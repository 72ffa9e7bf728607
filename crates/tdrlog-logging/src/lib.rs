//! Structured request logging
//!
//! Two logs per application: a system log for ordinary diagnostic records
//! and a transaction detail log with one record per request/response
//! exchange. Request context (trace id, source address, port, path) is
//! attached automatically, and sensitive values are masked before a
//! transaction record is written.
//!
//! ```no_run
//! use tdrlog_core_types::RequestContext;
//! use tdrlog_logging::{global, Config, Field, TransactionDetail};
//!
//! # fn main() -> tdrlog_errors::Result<()> {
//! let config = Config::from_file("logging.toml")?;
//! let logger = global::load(config)?;
//!
//! let ctx = RequestContext::traced().with_path("/api/v1/users");
//! logger.info(&ctx, "Request received", [Field::string("user", "u-1")]);
//! logger.tdr(&ctx, TransactionDetail::new("corr-1", "GET").with_status("200", 200));
//! logger.flush()?;
//! # Ok(())
//! # }
//! ```

pub mod bound;
pub mod config;
pub mod diagnostics;
pub mod extract;
pub mod field;
pub mod global;
pub mod headers;
pub mod level;
pub mod logger;
pub mod mask;
pub mod record;
pub mod sink;

pub use bound::BoundLogger;
pub use config::{Config, Environment, ValidatedConfig};
pub use field::Field;
pub use headers::{Headers, RawHeaders};
pub use level::Level;
pub use logger::Logger;
pub use mask::Payload;
pub use record::{LogRecord, TransactionDetail};
pub use sink::Sink;
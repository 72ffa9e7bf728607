//! Backend sinks
//!
//! A sink receives finished records and persists them. The logger owns two
//! sinks (system and transaction detail); each is usually a [`Tee`] of a
//! rotating JSON file and, optionally, a console echo.
//!
//! Sinks report failures as `Result`s; the logger decides what to do with
//! them (write failures are swallowed, flush failures are returned).

pub mod capture;
pub mod rotate;
pub mod writer;

use std::sync::Arc;

use tdrlog_errors::Result;

use crate::field::Field;
use crate::record::LogRecord;

pub use capture::{CaptureSink, CapturedRecord, TestCapture};
pub use rotate::{RotatingFile, RotationPolicy};
pub use writer::{Encoding, WriterSink};

/// Destination for finished records
pub trait Sink: Send + Sync {
    /// Persist one record; `baseline` fields precede the record's own fields
    fn write(&self, record: &LogRecord, baseline: &[Field]) -> Result<()>;

    /// Force buffered records out to storage
    fn flush(&self) -> Result<()>;
}

/// Fans every record out to several sinks
///
/// Every member is attempted even when an earlier one fails; the first
/// failure is returned.
#[derive(Clone, Default)]
pub struct Tee {
    sinks: Vec<Arc<dyn Sink>>,
}

impl Tee {
    pub fn new() -> Self {
        Self::default()
    }

    pub fn with(mut self, sink: Arc<dyn Sink>) -> Self {
        self.sinks.push(sink);
        self
    }

    pub fn len(&self) -> usize {
        self.sinks.len()
    }

    pub fn is_empty(&self) -> bool {
        self.sinks.is_empty()
    }
}

impl Sink for Tee {
    fn write(&self, record: &LogRecord, baseline: &[Field]) -> Result<()> {
        first_error(self.sinks.iter().map(|s| s.write(record, baseline)))
    }

    fn flush(&self) -> Result<()> {
        first_error(self.sinks.iter().map(|s| s.flush()))
    }
}

fn first_error(results: impl Iterator<Item = Result<()>>) -> Result<()> {
    let mut first = None;
    for result in results {
        if let Err(e) = result {
            first.get_or_insert(e);
        }
    }
    first.map_or(Ok(()), Err)
}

━━━━

### Task instructions
Transcribe the material so that every line matches the original exactly.

### Your solution
repository 72ffa9e7bf728607
filename crates/tdrlog-logging/src/lib.rs
//! Structured request logging
//!
//! Two logs per application: a system log for ordinary diagnostic records
//! and a transaction detail log with one record per request/response
//! exchange. Request context (trace id, source address, port, path) is
//! attached automatically, and sensitive values are masked before a
//! transaction record is written.
//!
//! ```no_run
//! use tdrlog_core_types::RequestContext;
//! use tdrlog_logging::{global, Config, Field, TransactionDetail};
//!
//! # fn main() -> tdrlog_errors::Result<()> {
//! let config = Config::from_file("logging.toml")?;
//! let logger = global::load(config)?;
//!
//! let ctx = RequestContext::traced().with_path("/api/v1/users");
//! logger.info(&ctx, "Request received", [Field::string("user", "u-1")]);
//! logger.tdr(&ctx, TransactionDetail::new("corr-1", "GET").with_status("200", 200));
//! logger.flush()?;
//! # Ok(())
//! # }
//! ```

pub mod bound;
pub mod config;
pub mod diagnostics;
pub mod extract;
pub mod field;
pub mod global;
pub mod headers;
pub mod level;
pub mod logger;
pub mod mask;
pub mod record;
pub mod sink;

pub use bound::BoundLogger;
pub use config::{Config, Environment, ValidatedConfig};
pub use field::Field;
pub use headers::{Headers, RawHeaders};
pub use level::Level;
pub use logger::Logger;
pub use mask::Payload;
pub use record::{LogRecord, TransactionDetail};
pub use sink::Sink;
repository 72ffa9e7bf728607
//! Backend sinks
//!
//! A sink receives finished records and persists them. The logger owns two
//! sinks (system and transaction detail); each is usually a [`Tee`] of a
//! rotating JSON file and, optionally, a console echo.
//!
//! Sinks report failures as `Result`s; the logger decides what to do with
//! them (write failures are swallowed, flush failures are returned).

pub mod capture;
pub mod rotate;
pub mod writer;

use std::sync::Arc;

use tdrlog_errors::Result;

use crate::field::Field;
use crate::record::LogRecord;

pub use capture::{CaptureSink, CapturedRecord, TestCapture};
pub use rotate::{RotatingFile, RotationPolicy};
pub use writer::{Encoding, WriterSink};

/// Destination for finished records
pub trait Sink: Send + Sync {
    /// Persist one record; `baseline` fields precede the record's own fields
    fn write(&self, record: &LogRecord, baseline: &[Field]) -> Result<()>;

    /// Force buffered records out to storage
    fn flush(&self) -> Result<()>;
}

/// Fans every record out to several sinks
///
/// Every member is attempted even when an earlier one fails; the first
/// failure is returned.
#[derive(Clone, Default)]
pub struct Tee {
    sinks: Vec<Arc<dyn Sink>>,
}

impl Tee {
    pub fn new() -> Self {
        Self::default()
    }

    pub fn with(mut self, sink: Arc<dyn Sink>) -> Self {
        self.sinks.push(sink);
        self
    }

    pub fn len(&self) -> usize {
        self.sinks.len()
    }

    pub fn is_empty(&self) -> bool {
        self.sinks.is_empty()
    }
}

impl Sink for Tee {
    fn write(&self, record: &LogRecord, baseline: &[Field]) -> Result<()> {
        first_error(self.sinks.iter().map(|s| s.write(record, baseline)))
    }

    fn flush(&self) -> Result<()> {
        first_error(self.sinks.iter().map(|s| s.flush()))
    }
}

fn first_error(results: impl Iterator<Item = Result<()>>) -> Result<()> {
    let mut first = None;
    for result in results {
        if let Err(e) = result {
            first.get_or_insert(e);
        }
    }
    first.map_or(Ok(()), Err)
}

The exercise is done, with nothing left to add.